DATA TO EXAMINE Block Start

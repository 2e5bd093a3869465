use stakegov_ballot::{BallotError, BallotId};
use stakegov_env::EnvError;
use stakegov_registry::RegistryError;
use stakegov_staking::StakingError;
use stakegov_store::StoreError;
use stakegov_types::{Address, ErrorKind};
use thiserror::Error;

#[derive(Debug, Error)]
pub enum GovernanceError {
    #[error("{0} is not the owner")]
    NotOwner(Address),

    #[error("{0} is not a member")]
    NotMember(Address),

    #[error("governance is already initialized")]
    AlreadyInitialized,

    #[error("member {0} not found")]
    MemberNotFound(Address),

    #[error("ballot {0} not found")]
    BallotNotFound(BallotId),

    #[error("{0} is already a member")]
    AlreadyMember(Address),

    #[error("a member cannot propose themselves")]
    SelfNomination,

    #[error("{0} is the only remaining member")]
    SoleMember(Address),

    #[error("stake amount must be non-zero")]
    ZeroStake,

    #[error("stake {needed} exceeds locked collateral {locked}")]
    StakeExceedsLocked { needed: u128, locked: u128 },

    #[error("endpoint key, host and port must all be set")]
    IncompleteNode,

    #[error("invalid governance logic {0}")]
    InvalidLogic(Address),

    #[error("governance logic {0} is not registered")]
    LogicUnavailable(Address),

    #[error("invalid ballot storage {0}")]
    InvalidStorage(Address),

    #[error("ballot {0} is already finalized")]
    BallotFinalized(BallotId),

    #[error("ballot {active} holds the voting slot")]
    VotingInProgress { active: BallotId },

    #[error("{voter} has already voted on ballot {ballot}")]
    AlreadyVoted { ballot: BallotId, voter: Address },

    #[error("staking: {0}")]
    Staking(#[from] StakingError),

    #[error("ballot storage: {0}")]
    Ballot(#[from] BallotError),

    #[error("environment storage: {0}")]
    Env(#[from] EnvError),

    #[error("registry: {0}")]
    Registry(#[from] RegistryError),

    #[error("state store: {0}")]
    Store(#[from] StoreError),

    #[error("configuration error: {0}")]
    Config(String),

    #[error("snapshot error: {0}")]
    Snapshot(String),
}

impl GovernanceError {
    pub fn kind(&self) -> ErrorKind {
        match self {
            Self::NotOwner(_) | Self::NotMember(_) => ErrorKind::Unauthorized,
            Self::AlreadyInitialized
            | Self::LogicUnavailable(_)
            | Self::BallotFinalized(_) => ErrorKind::InvalidState,
            Self::MemberNotFound(_) | Self::BallotNotFound(_) => ErrorKind::NotFound,
            Self::AlreadyMember(_)
            | Self::SelfNomination
            | Self::ZeroStake
            | Self::IncompleteNode
            | Self::InvalidLogic(_)
            | Self::InvalidStorage(_)
            | Self::Config(_) => ErrorKind::InvalidParameter,
            Self::SoleMember(_) => ErrorKind::SoleMemberViolation,
            Self::StakeExceedsLocked { .. } => ErrorKind::InsufficientBalance,
            Self::VotingInProgress { .. } => ErrorKind::VotingInProgress,
            Self::AlreadyVoted { .. } => ErrorKind::AlreadyVoted,
            Self::Staking(e) => e.kind(),
            Self::Ballot(e) => e.kind(),
            Self::Env(e) => e.kind(),
            Self::Registry(e) => e.kind(),
            Self::Store(e) => e.kind(),
            Self::Snapshot(_) => ErrorKind::Storage,
        }
    }
}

DATA TO EXAMINE Block End

### WHAT YOU SHOULD DO
Each entry is to be retyped exactly as it appears.

### RESULT
repository 2e5bd093a3869465
use stakegov_ballot::{BallotError, BallotId};
use stakegov_env::EnvError;
use stakegov_registry::RegistryError;
use stakegov_staking::StakingError;
use stakegov_store::StoreError;
use stakegov_types::{Address, ErrorKind};
use thiserror::Error;

#[derive(Debug, Error)]
pub enum GovernanceError {
    #[error("{0} is not the owner")]
    NotOwner(Address),

    #[error("{0} is not a member")]
    NotMember(Address),

    #[error("governance is already initialized")]
    AlreadyInitialized,

    #[error("member {0} not found")]
    MemberNotFound(Address),

    #[error("ballot {0} not found")]
    BallotNotFound(BallotId),

    #[error("{0} is already a member")]
    AlreadyMember(Address),

    #[error("a member cannot propose themselves")]
    SelfNomination,

    #[error("{0} is the only remaining member")]
    SoleMember(Address),

    #[error("stake amount must be non-zero")]
    ZeroStake,

    #[error("stake {needed} exceeds locked collateral {locked}")]
    StakeExceedsLocked { needed: u128, locked: u128 },

    #[error("endpoint key, host and port must all be set")]
    IncompleteNode,

    #[error("invalid governance logic {0}")]
    InvalidLogic(Address),

    #[error("governance logic {0} is not registered")]
    LogicUnavailable(Address),

    #[error("invalid ballot storage {0}")]
    InvalidStorage(Address),

    #[error("ballot {0} is already finalized")]
    BallotFinalized(BallotId),

    #[error("ballot {active} holds the voting slot")]
    VotingInProgress { active: BallotId },

    #[error("{voter} has already voted on ballot {ballot}")]
    AlreadyVoted { ballot: BallotId, voter: Address },

    #[error("staking: {0}")]
    Staking(#[from] StakingError),

    #[error("ballot storage: {0}")]
    Ballot(#[from] BallotError),

    #[error("environment storage: {0}")]
    Env(#[from] EnvError),

    #[error("registry: {0}")]
    Registry(#[from] RegistryError),

    #[error("state store: {0}")]
    Store(#[from] StoreError),

    #[error("configuration error: {0}")]
    Config(String),

    #[error("snapshot error: {0}")]
    Snapshot(String),
}

impl GovernanceError {
    pub fn kind(&self) -> ErrorKind {
        match self {
            Self::NotOwner(_) | Self::NotMember(_) => ErrorKind::Unauthorized,
            Self::AlreadyInitialized
            | Self::LogicUnavailable(_)
            | Self::BallotFinalized(_) => ErrorKind::InvalidState,
            Self::MemberNotFound(_) | Self::BallotNotFound(_) => ErrorKind::NotFound,
            Self::AlreadyMember(_)
            | Self::SelfNomination
            | Self::ZeroStake
            | Self::IncompleteNode
            | Self::InvalidLogic(_)
            | Self::InvalidStorage(_)
            | Self::Config(_) => ErrorKind::InvalidParameter,
            Self::SoleMember(_) => ErrorKind::SoleMemberViolation,
            Self::StakeExceedsLocked { .. } => ErrorKind::InsufficientBalance,
            Self::VotingInProgress { .. } => ErrorKind::VotingInProgress,
            Self::AlreadyVoted { .. } => ErrorKind::AlreadyVoted,
            Self::Staking(e) => e.kind(),
            Self::Ballot(e) => e.kind(),
            Self::Env(e) => e.kind(),
            Self::Registry(e) => e.kind(),
            Self::Store(e) => e.kind(),
            Self::Snapshot(_) => ErrorKind::Storage,
        }
    }
}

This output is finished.